━━━━━ The data ━━━━━

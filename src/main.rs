//! # Scuba RAG CLI (`scuba`)
//!
//! ## Usage
//!
//! ```bash
//! scuba --config ./config/scuba.toml <command>
//! ```
//!
//! ## Commands
//!
//! | Command | Description |
//! |---------|-------------|
//! | `scuba init` | Create the SQLite user database and schema |
//! | `scuba serve [--warm]` | Start the HTTP API |
//! | `scuba index` | Load, chunk and embed the knowledge base, then print stats |
//! | `scuba ask "<question>"` | Answer one question from the terminal |
//!
//! Logging goes to stderr and is controlled by `RUST_LOG`
//! (default `info,scuba_rag=debug`).

use anyhow::Result;
use clap::{Parser, Subcommand};
use std::path::PathBuf;
use std::sync::Arc;
use tracing_subscriber::EnvFilter;

use scuba_rag::config::{self, Config};
use scuba_rag::embedding::create_embedder;
use scuba_rag::generator::AnswerGenerator;
use scuba_rag::ingest::CorpusPipeline;
use scuba_rag::llm::create_chat_model;
use scuba_rag::{migrate, server};

const DEFAULT_LOG_FILTER: &str = "info,scuba_rag=debug";

#[derive(Parser)]
#[command(
    name = "scuba",
    about = "Scuba RAG: an authenticated chat assistant for diving in Colombia",
    version
)]
struct Cli {
    /// Path to the TOML configuration file.
    #[arg(long, global = true, default_value = "./config/scuba.toml")]
    config: PathBuf,

    #[command(subcommand)]
    command: Commands,
}

#[derive(Subcommand)]
enum Commands {
    /// Create the user database and run schema migrations.
    Init,

    /// Start the HTTP server.
    Serve {
        /// Index the knowledge base at start-up instead of on the first message.
        #[arg(long)]
        warm: bool,
    },

    /// Build the embedding index and report what was indexed.
    Index,

    /// Ask a single question and print the answer.
    Ask { question: String },
}

#[tokio::main]
async fn main() -> Result<()> {
    let cli = Cli::parse();

    let filter = EnvFilter::try_from_default_env()
        .unwrap_or_else(|_| EnvFilter::new(DEFAULT_LOG_FILTER));
    tracing_subscriber::fmt()
        .with_env_filter(filter)
        .with_writer(std::io::stderr)
        .init();

    let cfg = config::load_config(&cli.config)?;

    match cli.command {
        Commands::Init => {
            migrate::run_migrations(&cfg).await?;
            println!("Database initialized at {}", cfg.db.path.display());
        }
        Commands::Serve { warm } => {
            server::run_server(&cfg, warm).await?;
        }
        Commands::Index => {
            let pipeline = CorpusPipeline::new(&cfg, create_embedder(&cfg.embedding)?);
            let (_, stats) = pipeline.build_index().await?;
            println!(
                "Indexed {} documents into {} chunks ({} dims)",
                stats.documents, stats.chunks, stats.dims
            );
        }
        Commands::Ask { question } => {
            let answer = generator(&cfg)?.answer(&question).await;
            println!("{}", answer.content);
        }
    }

    Ok(())
}

fn generator(cfg: &Config) -> Result<AnswerGenerator> {
    let pipeline = CorpusPipeline::new(cfg, create_embedder(&cfg.embedding)?);
    Ok(AnswerGenerator::new(
        Arc::new(pipeline),
        create_chat_model(&cfg.llm)?,
    ))
}
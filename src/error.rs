//! Error taxonomy of the answering pipeline.
//!
//! None of these reach an HTTP client: the answer generator logs them and
//! turns them into fallback answers. Authentication errors live in
//! [`crate::auth::AuthError`].

use std::path::PathBuf;

use scuba_rag_core::chunk::ChunkError;
use scuba_rag_core::embedding::EmbedError;
use thiserror::Error;

use crate::llm::LlmError;

#[derive(Debug, Error)]
pub enum RagError {
    #[error("Corpus load; {path}: {reason}")]
    CorpusLoad { path: PathBuf, reason: String },

    #[error("Config; {0}")]
    Config(String),

    #[error("Embedding provider; {0}")]
    Embedding(#[from] EmbedError),

    #[error("LLM provider; {0}")]
    Llm(#[from] LlmError),
}

impl RagError {
    pub fn corpus(path: impl Into<PathBuf>, reason: impl ToString) -> Self {
        RagError::CorpusLoad {
            path: path.into(),
            reason: reason.to_string(),
        }
    }
}

impl From<ChunkError> for RagError {
    fn from(err: ChunkError) -> Self {
        RagError::Config(err.to_string())
    }
}

impl From<globset::Error> for RagError {
    fn from(err: globset::Error) -> Self {
        RagError::Config(format!("invalid include glob: {}", err))
    }
}
//! Overlapping sliding-window text chunker.
//!
//! Splits document text into [`Chunk`]s of a fixed target length with a
//! fixed overlap between consecutive chunks, so that a sentence cut at a
//! boundary still appears whole in one of its neighbours.
//!
//! # Algorithm
//!
//! 1. Convert the configured token budget to characters using a
//!    4 chars/token ratio ([`ChunkParams::from_tokens`]).
//! 2. Work on Unicode scalar values, never bytes, so multi-byte text is
//!    never split inside a character.
//! 3. With `step = size - overlap`, chunk `i` covers characters
//!    `[i * step, min(i * step + size, len))`.
//! 4. Stop after the first chunk whose end reaches the end of the text.
//!
//! Every character is covered by at least one chunk, consecutive chunks
//! share exactly `overlap` characters (the last one may share more), and
//! the output depends only on the input text and parameters.
//!
//! # Example
//!
//! ```rust
//! use scuba_rag_core::chunk::{chunk_document, ChunkParams};
//! use scuba_rag_core::models::Document;
//!
//! let doc = Document::new("sites.yaml", "abcdefghij");
//! let chunks = chunk_document(&doc, ChunkParams::new(4, 1)).unwrap();
//! let texts: Vec<&str> = chunks.iter().map(|c| c.text.as_str()).collect();
//! assert_eq!(texts, ["abcd", "defg", "ghij"]);
//! ```

use thiserror::Error;

use crate::models::{Chunk, Document};

/// Approximate characters-per-token ratio.
pub const CHARS_PER_TOKEN: usize = 4;

#[derive(Debug, Error, PartialEq, Eq)]
pub enum ChunkError {
    #[error("invalid chunking parameters: size={size}, overlap={overlap} (need 0 <= overlap < size)")]
    InvalidParams { size: usize, overlap: usize },
}

/// Chunk length and overlap, both in characters.
#[derive(Debug, Clone, Copy, PartialEq, Eq)]
pub struct ChunkParams {
    pub size: usize,
    pub overlap: usize,
}

impl ChunkParams {
    pub fn new(size: usize, overlap: usize) -> Self {
        Self { size, overlap }
    }

    /// Build parameters from a token budget.
    ///
    /// Budgets too large to express in characters are rejected as invalid.
    pub fn from_tokens(max_tokens: usize, overlap_tokens: usize) -> Result<Self, ChunkError> {
        let invalid = || ChunkError::InvalidParams {
            size: max_tokens,
            overlap: overlap_tokens,
        };
        Ok(Self {
            size: max_tokens.checked_mul(CHARS_PER_TOKEN).ok_or_else(invalid)?,
            overlap: overlap_tokens
                .checked_mul(CHARS_PER_TOKEN)
                .ok_or_else(invalid)?,
        })
    }

    pub fn validate(&self) -> Result<(), ChunkError> {
        if self.size == 0 || self.overlap >= self.size {
            return Err(ChunkError::InvalidParams {
                size: self.size,
                overlap: self.overlap,
            });
        }
        Ok(())
    }

    fn step(&self) -> usize {
        self.size - self.overlap
    }
}

/// Split one document into overlapping chunks.
///
/// Empty or whitespace-only documents produce no chunks.
pub fn chunk_document(doc: &Document, params: ChunkParams) -> Result<Vec<Chunk>, ChunkError> {
    params.validate()?;

    if doc.text.trim().is_empty() {
        return Ok(Vec::new());
    }

    // Byte offset of every char, plus the end of the string.
    let mut bounds: Vec<usize> = doc.text.char_indices().map(|(i, _)| i).collect();
    let len = bounds.len();
    bounds.push(doc.text.len());

    let mut chunks = Vec::new();
    let mut start = 0usize;

    loop {
        let end = (start + params.size).min(len);
        chunks.push(Chunk {
            source: doc.source.clone(),
            index: chunks.len(),
            start,
            text: doc.text[bounds[start]..bounds[end]].to_string(),
        });
        if end == len {
            break;
        }
        start += params.step();
    }

    Ok(chunks)
}

/// Chunk every document, preserving document order.
pub fn chunk_documents(docs: &[Document], params: ChunkParams) -> Result<Vec<Chunk>, ChunkError> {
    params.validate()?;

    let mut all = Vec::new();
    for doc in docs {
        all.extend(chunk_document(doc, params)?);
    }

    tracing::debug!(
        documents = docs.len(),
        chunks = all.len(),
        size = params.size,
        overlap = params.overlap,
        "chunked corpus"
    );

    Ok(all)
}
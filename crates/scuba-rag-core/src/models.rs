//! Core data models shared by the indexing and answering pipeline.
//!
//! Documents and chunks flow from the corpus loader into the embedding
//! index; [`Answer`] is the single result shape every answer path returns.

use serde::Serialize;

/// Raw text of one knowledge-base file.
#[derive(Debug, Clone, PartialEq, Eq)]
pub struct Document {
    /// Path of the file relative to the knowledge-base directory.
    pub source: String,
    pub text: String,
}

impl Document {
    pub fn new(source: impl Into<String>, text: impl Into<String>) -> Self {
        Self {
            source: source.into(),
            text: text.into(),
        }
    }
}

/// A bounded slice of a document's text, the unit of retrieval.
#[derive(Debug, Clone, PartialEq, Eq, Serialize)]
pub struct Chunk {
    /// Source identifier of the parent document.
    pub source: String,
    /// Position within the parent document, contiguous from 0.
    pub index: usize,
    /// Character offset of the first character of `text` in the document.
    pub start: usize,
    pub text: String,
}

impl Chunk {
    /// Stable identifier, e.g. `"sites/malpelo.yaml#3"`.
    pub fn id(&self) -> String {
        format!("{}#{}", self.source, self.index)
    }

    /// Length of the chunk in characters.
    pub fn char_len(&self) -> usize {
        self.text.chars().count()
    }
}

/// A chunk paired with its similarity to a query.
#[derive(Debug, Clone, Serialize)]
pub struct ScoredChunk {
    pub chunk: Chunk,
    /// Cosine similarity in `[-1.0, 1.0]`.
    pub score: f32,
}

/// Logical author of an [`Answer`].
#[derive(Debug, Clone, Copy, PartialEq, Eq, Serialize)]
#[serde(rename_all = "lowercase")]
pub enum Role {
    Assistant,
}

/// How an [`Answer`] was produced.
#[derive(Debug, Clone, Copy, PartialEq, Eq, Serialize)]
#[serde(rename_all = "snake_case")]
pub enum AnswerOutcome {
    /// The language model produced the content.
    Generated,
    /// The knowledge base could not be initialized; content is a fixed apology.
    Unavailable,
    /// Retrieval or generation failed; content is a fixed apology.
    Failed,
}

/// The normalized result of answering one user message.
#[derive(Debug, Clone, PartialEq, Eq, Serialize)]
pub struct Answer {
    pub role: Role,
    pub content: String,
    pub outcome: AnswerOutcome,
}

impl Answer {
    pub fn generated(content: impl Into<String>) -> Self {
        Self {
            role: Role::Assistant,
            content: content.into(),
            outcome: AnswerOutcome::Generated,
        }
    }

    pub fn fallback(outcome: AnswerOutcome, content: impl Into<String>) -> Self {
        Self {
            role: Role::Assistant,
            content: content.into(),
            outcome,
        }
    }

    pub fn is_fallback(&self) -> bool {
        self.outcome != AnswerOutcome::Generated
    }
}

#[cfg(test)]
mod tests {
    use super::*;

    #[test]
    fn test_chunk_id() {
        let chunk = Chunk {
            source: "sites/malpelo.yaml".into(),
            index: 3,
            start: 120,
            text: "Tiburones martillo".into(),
        };
        assert_eq!(chunk.id(), "sites/malpelo.yaml#3");
    }

    #[test]
    fn test_char_len_counts_chars_not_bytes() {
        let chunk = Chunk {
            source: "a".into(),
            index: 0,
            start: 0,
            text: "buceo en Providencia: ñandú".into(),
        };
        assert_eq!(chunk.char_len(), 27);
        assert!(chunk.text.len() > 27);
    }

    #[test]
    fn test_answer_serializes_role_lowercase() {
        let answer = Answer::generated("Hola");
        let json = serde_json::to_string(&answer).unwrap();
        assert!(json.contains("\"role\":\"assistant\""));
        assert!(json.contains("\"outcome\":\"generated\""));
        assert!(!answer.is_fallback());
    }

    #[test]
    fn test_fallback_flag() {
        let answer = Answer::fallback(AnswerOutcome::Failed, "Lo siento");
        assert!(answer.is_fallback());
        assert_eq!(answer.role, Role::Assistant);
    }
}
//! # Scuba RAG
//!
//! An authenticated, retrieval-augmented chat backend that answers
//! questions about scuba diving in Colombia from a local knowledge base of
//! dive trip reports.
//!
//! ## Architecture
//!
//! ```text
//! ┌──────────────┐   ┌──────────────┐   ┌──────────────┐
//! │ Knowledge    │──▶│ Chunk+Embed  │──▶│  In-memory   │
//! │ base (YAML)  │   │  pipeline    │   │  vector index│
//! └──────────────┘   └──────────────┘   └──────┬───────┘
//!                                              ▼
//!   ┌──────────┐   ┌─────────────┐   ┌──────────────────┐
//!   │  HTTP    │──▶│ Bearer auth │──▶│ Answer generator │──▶ LLM
//!   │  (axum)  │   │ (SQLite)    │   │ (lazy, 1 flight) │
//!   └──────────┘   └─────────────┘   └──────────────────┘
//! ```
//!
//! Chunking, the vector index, retrieval and prompt composition live in
//! the `scuba-rag-core` crate; this crate adds I/O, providers and HTTP.
//!
//! ## Modules
//!
//! | Module | Purpose |
//! |--------|---------|
//! | [`config`] | TOML configuration parsing |
//! | [`corpus`] | Knowledge-base loader |
//! | [`embedding`] | Embedding providers |
//! | [`llm`] | Chat-completion providers |
//! | [`ingest`] | load → chunk → embed → index pipeline |
//! | [`generator`] | Answer generation and engine lifecycle |
//! | [`auth`] | Users, passwords and bearer tokens |
//! | [`server`] | HTTP API |
//! | [`db`] | Database connection |
//! | [`migrate`] | Schema migrations |

pub mod auth;
pub mod config;
pub mod corpus;
pub mod db;
pub mod embedding;
pub mod error;
pub mod generator;
pub mod ingest;
pub mod llm;
pub mod migrate;
pub mod retry;
pub mod server;
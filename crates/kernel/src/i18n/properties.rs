//! Java `.properties` message bundle parser.
//!
//! Parses bundle files into (key, message) pairs. Handles `=`, `:` and
//! whitespace separators, `#` / `!` comments, backslash line continuations
//! and the `\n`, `\t`, `\r`, `\\` and `\uXXXX` escapes.

/// Parse `.properties` content into key/message pairs, in file order.
pub fn parse_properties(content: &str) -> Vec<(String, String)> {
    let mut entries = Vec::new();
    let mut logical = String::new();

    for raw in content.lines() {
        // Leading whitespace is dropped on first and continuation lines alike
        let line = raw.trim_start();

        if logical.is_empty() && (line.is_empty() || line.starts_with('#') || line.starts_with('!'))
        {
            continue;
        }

        if ends_with_continuation(line) {
            logical.push_str(&line[..line.len() - 1]);
            continue;
        }

        logical.push_str(line);
        if let Some(entry) = split_entry(&logical) {
            entries.push(entry);
        }
        logical.clear();
    }

    // File may end mid-continuation
    if !logical.is_empty() {
        if let Some(entry) = split_entry(&logical) {
            entries.push(entry);
        }
    }

    entries
}

/// An odd number of trailing backslashes continues the line.
fn ends_with_continuation(line: &str) -> bool {
    line.chars().rev().take_while(|c| *c == '\\').count() % 2 == 1
}

fn split_entry(line: &str) -> Option<(String, String)> {
    let mut key_end = line.len();
    let mut escaped = false;
    for (i, c) in line.char_indices() {
        if escaped {
            escaped = false;
            continue;
        }
        match c {
            '\\' => escaped = true,
            '=' | ':' | ' ' | '\t' => {
                key_end = i;
                break;
            }
            _ => {}
        }
    }

    let key = unescape(&line[..key_end]);
    if key.is_empty() {
        return None;
    }

    // Separator: optional whitespace, at most one of '=' / ':', optional whitespace
    let rest = line[key_end..].trim_start_matches([' ', '\t']);
    let rest = rest
        .strip_prefix('=')
        .or_else(|| rest.strip_prefix(':'))
        .unwrap_or(rest);
    let value = unescape(rest.trim_start_matches([' ', '\t']));

    Some((key, value))
}

fn unescape(s: &str) -> String {
    let mut out = String::with_capacity(s.len());
    let mut chars = s.chars();

    while let Some(c) = chars.next() {
        if c != '\\' {
            out.push(c);
            continue;
        }
        match chars.next() {
            Some('n') => out.push('\n'),
            Some('t') => out.push('\t'),
            Some('r') => out.push('\r'),
            Some('f') => out.push('\u{000C}'),
            Some('u') => {
                let hex: String = chars.by_ref().take(4).collect();
                match u32::from_str_radix(&hex, 16).ok().and_then(char::from_u32) {
                    Some(decoded) => out.push(decoded),
                    None => {
                        out.push_str("\\u");
                        out.push_str(&hex);
                    }
                }
            }
            Some(other) => out.push(other),
            None => {}
        }
    }

    out
}
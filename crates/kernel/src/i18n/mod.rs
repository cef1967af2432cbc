//! Localized message lookup.

pub mod bundle;
pub mod properties;

pub use bundle::{DEFAULT_BUNDLE, MessageBundles};
pub use properties::parse_properties;

/// Parameters forwarded with every lookup.
#[derive(Debug, Clone, Default, PartialEq, Eq)]
pub struct LocalizeParams {
    /// Locale such as `nb_NO`; `None` uses the localizer's default.
    pub locale: Option<String>,
    /// Positional values substituted into `{0}`, `{1}`, ...
    pub values: Vec<String>,
    /// Bundles to search, in order; empty means the default bundle.
    pub bundles: Vec<String>,
}

impl LocalizeParams {
    pub fn locale(locale: impl Into<String>) -> Self {
        Self {
            locale: Some(locale.into()),
            ..Self::default()
        }
    }
}

/// Resolves message keys to translated strings.
pub trait Localizer: Send + Sync {
    /// Translation of `key`, or `None` when nothing is registered for it.
    fn localize(&self, key: &str, params: &LocalizeParams) -> Option<String>;
}

/// First key in `keys` that resolves.
pub fn localize_first<I, S>(
    localizer: &(impl Localizer + ?Sized),
    keys: I,
    params: &LocalizeParams,
) -> Option<String>
where
    I: IntoIterator<Item = S>,
    S: AsRef<str>,
{
    keys.into_iter()
        .find_map(|key| localizer.localize(key.as_ref(), params))
}

#[cfg(test)]
#[allow(clippy::unwrap_used, clippy::expect_used)]
mod tests {
    use super::*;

    #[test]
    fn first_resolving_key_wins() {
        let bundles = MessageBundles::new();
        bundles.insert(DEFAULT_BUNDLE, None, "b", "second");
        bundles.insert(DEFAULT_BUNDLE, None, "c", "third");

        let found = localize_first(&bundles, ["a", "b", "c"], &LocalizeParams::default());
        assert_eq!(found.as_deref(), Some("second"));
    }

    #[test]
    fn none_when_nothing_resolves() {
        let bundles = MessageBundles::new();
        assert!(localize_first(&bundles, ["a", "b"], &LocalizeParams::default()).is_none());
    }
}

━━━━━

Go line by line through the data and copy any that contain "RagError".

pub enum RagError {
impl RagError {
        RagError::CorpusLoad {
impl From<ChunkError> for RagError {
        RagError::Config(err.to_string())
impl From<globset::Error> for RagError {
        RagError::Config(format!("invalid include glob: {}", err))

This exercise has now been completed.